(Stored data entries)
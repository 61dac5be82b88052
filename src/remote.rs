//! Narrow capabilities the engine needs from the outside world.

use async_trait::async_trait;
use thiserror::Error;

use crate::error::EntryValidationError;
use crate::models::{Holiday, LoggedTime, TaskId, TimeAllocation};

#[derive(Debug, Error)]
pub(crate) enum RemoteError {
    /// Rejected locally before the request was sent.
    #[error(transparent)]
    Invalid(#[from] EntryValidationError),
    #[error("API not configured: {0}")]
    NotConfigured(&'static str),
    /// The service answered with a structured list of errors.
    #[error("rejected with status {status}: {}", errors.join(", "))]
    Rejected { status: u16, errors: Vec<String> },
    #[error("unexpected status {status}: {body}")]
    Status { status: u16, body: String },
    #[error("request failed: {0}")]
    Transport(#[from] reqwest::Error),
    #[error("malformed response: {0}")]
    Decode(#[from] serde_json::Error),
    #[error("invalid URL: {0}")]
    Url(#[from] url::ParseError),
}

/// Source of authoritative public holidays.
#[async_trait]
pub(crate) trait HolidaySource: Send + Sync {
    async fn fetch_holidays(&self, year: i32) -> Result<Vec<Holiday>, RemoteError>;
}

/// The time-logging side of the project management service.
#[async_trait]
pub(crate) trait TimeLogService: Send + Sync {
    /// Minutes already logged in a month, as a flat list of per-day rows.
    async fn fetch_logged_time(&self, month: u32, year: i32)
        -> Result<Vec<LoggedTime>, RemoteError>;

    /// Creates one time entry, returning the remote id when the response carries one.
    async fn submit_time_entry(
        &self,
        task_id: TaskId,
        entry: &TimeAllocation,
    ) -> Result<Option<i64>, RemoteError>;

    async fn delete_time_entry(&self, entry_id: i64) -> Result<(), RemoteError>;
}
use std::collections::BTreeMap;

use chrono::{Datelike, NaiveDate, Weekday};

use crate::error::Error;
use crate::holidays::HolidayTable;
use crate::models::Holiday;
use crate::utils::{self, DateRange};

#[derive(Clone, Debug, PartialEq)]
pub(crate) enum NonWorkingReason {
    Weekend(Weekday),
    Holiday(Holiday),
}

#[derive(Clone, Debug, PartialEq)]
pub(crate) struct NonWorkingDay {
    pub date: NaiveDate,
    pub reason: NonWorkingReason,
}

/// Business-day arithmetic over a fixed set of holidays. Knows only the years it was built from.
#[derive(Clone, Debug, Default)]
pub(crate) struct WorkCalendar {
    holidays: BTreeMap<NaiveDate, Holiday>,
}

impl WorkCalendar {
    pub(crate) fn new<'a>(tables: impl IntoIterator<Item = &'a HolidayTable>) -> Self {
        Self {
            holidays: tables
                .into_iter()
                .flat_map(HolidayTable::iter)
                .map(|h| (h.date, h.clone()))
                .collect(),
        }
    }

    pub(crate) fn is_work_day(&self, date: &NaiveDate) -> bool {
        utils::is_weekday(date) && !self.holidays.contains_key(date)
    }

    /// Business days in `[start, end]`, ascending.
    pub(crate) fn working_days(
        &self,
        start: NaiveDate,
        end: NaiveDate,
    ) -> Result<Vec<NaiveDate>, Error> {
        if end < start {
            return Err(Error::InvalidRange { start, end });
        }
        let days: Vec<NaiveDate> = DateRange(start, end)
            .filter(|d| self.is_work_day(d))
            .collect();
        if days.is_empty() {
            return Err(Error::NoWorkingDays { start, end });
        }
        Ok(days)
    }

    /// Weekends of the month plus holidays that fall on a weekday, by date.
    pub(crate) fn non_working_days(
        &self,
        year: i32,
        month: u32,
    ) -> Result<Vec<NonWorkingDay>, Error> {
        let (first, last) = utils::month_bounds(year, month)?;
        let weekends = DateRange(first, last)
            .filter(|d| !utils::is_weekday(d))
            .map(|date| NonWorkingDay {
                date,
                reason: NonWorkingReason::Weekend(date.weekday()),
            });
        let holidays = self
            .holidays
            .range(first..=last)
            .filter(|(date, _)| utils::is_weekday(date))
            .map(|(date, holiday)| NonWorkingDay {
                date: *date,
                reason: NonWorkingReason::Holiday(holiday.clone()),
            });
        let mut days: Vec<NonWorkingDay> = weekends.chain(holidays).collect();
        days.sort_by_key(|d| d.date);
        Ok(days)
    }
}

• What you will do: Exactly reproduce all of the entries.

• Solution to this task:
repository 61dac5be82b88052
filename src/remote.rs
//! Narrow capabilities the engine needs from the outside world.

use async_trait::async_trait;
use thiserror::Error;

use crate::error::EntryValidationError;
use crate::models::{Holiday, LoggedTime, TaskId, TimeAllocation};

#[derive(Debug, Error)]
pub(crate) enum RemoteError {
    /// Rejected locally before the request was sent.
    #[error(transparent)]
    Invalid(#[from] EntryValidationError),
    #[error("API not configured: {0}")]
    NotConfigured(&'static str),
    /// The service answered with a structured list of errors.
    #[error("rejected with status {status}: {}", errors.join(", "))]
    Rejected { status: u16, errors: Vec<String> },
    #[error("unexpected status {status}: {body}")]
    Status { status: u16, body: String },
    #[error("request failed: {0}")]
    Transport(#[from] reqwest::Error),
    #[error("malformed response: {0}")]
    Decode(#[from] serde_json::Error),
    #[error("invalid URL: {0}")]
    Url(#[from] url::ParseError),
}

/// Source of authoritative public holidays.
#[async_trait]
pub(crate) trait HolidaySource: Send + Sync {
    async fn fetch_holidays(&self, year: i32) -> Result<Vec<Holiday>, RemoteError>;
}

/// The time-logging side of the project management service.
#[async_trait]
pub(crate) trait TimeLogService: Send + Sync {
    /// Minutes already logged in a month, as a flat list of per-day rows.
    async fn fetch_logged_time(&self, month: u32, year: i32)
        -> Result<Vec<LoggedTime>, RemoteError>;

    /// Creates one time entry, returning the remote id when the response carries one.
    async fn submit_time_entry(
        &self,
        task_id: TaskId,
        entry: &TimeAllocation,
    ) -> Result<Option<i64>, RemoteError>;

    async fn delete_time_entry(&self, entry_id: i64) -> Result<(), RemoteError>;
}
use std::collections::BTreeMap;

use chrono::{Datelike, NaiveDate, Weekday};

use crate::error::Error;
use crate::holidays::HolidayTable;
use crate::models::Holiday;
use crate::utils::{self, DateRange};

#[derive(Clone, Debug, PartialEq)]
pub(crate) enum NonWorkingReason {
    Weekend(Weekday),
    Holiday(Holiday),
}

#[derive(Clone, Debug, PartialEq)]
pub(crate) struct NonWorkingDay {
    pub date: NaiveDate,
    pub reason: NonWorkingReason,
}

/// Business-day arithmetic over a fixed set of holidays. Knows only the years it was built from.
#[derive(Clone, Debug, Default)]
pub(crate) struct WorkCalendar {
    holidays: BTreeMap<NaiveDate, Holiday>,
}

impl WorkCalendar {
    pub(crate) fn new<'a>(tables: impl IntoIterator<Item = &'a HolidayTable>) -> Self {
        Self {
            holidays: tables
                .into_iter()
                .flat_map(HolidayTable::iter)
                .map(|h| (h.date, h.clone()))
                .collect(),
        }
    }

    pub(crate) fn is_work_day(&self, date: &NaiveDate) -> bool {
        utils::is_weekday(date) && !self.holidays.contains_key(date)
    }

    /// Business days in `[start, end]`, ascending.
    pub(crate) fn working_days(
        &self,
        start: NaiveDate,
        end: NaiveDate,
    ) -> Result<Vec<NaiveDate>, Error> {
        if end < start {
            return Err(Error::InvalidRange { start, end });
        }
        let days: Vec<NaiveDate> = DateRange(start, end)
            .filter(|d| self.is_work_day(d))
            .collect();
        if days.is_empty() {
            return Err(Error::NoWorkingDays { start, end });
        }
        Ok(days)
    }

    /// Weekends of the month plus holidays that fall on a weekday, by date.
    pub(crate) fn non_working_days(
        &self,
        year: i32,
        month: u32,
    ) -> Result<Vec<NonWorkingDay>, Error> {
        let (first, last) = utils::month_bounds(year, month)?;
        let weekends = DateRange(first, last)
            .filter(|d| !utils::is_weekday(d))
            .map(|date| NonWorkingDay {
                date,
                reason: NonWorkingReason::Weekend(date.weekday()),
            });
        let holidays = self
            .holidays
            .range(first..=last)
            .filter(|(date, _)| utils::is_weekday(date))
            .map(|(date, holiday)| NonWorkingDay {
                date: *date,
                reason: NonWorkingReason::Holiday(holiday.clone()),
            });
        let mut days: Vec<NonWorkingDay> = weekends.chain(holidays).collect();
        days.sort_by_key(|d| d.date);
        Ok(days)
    }
}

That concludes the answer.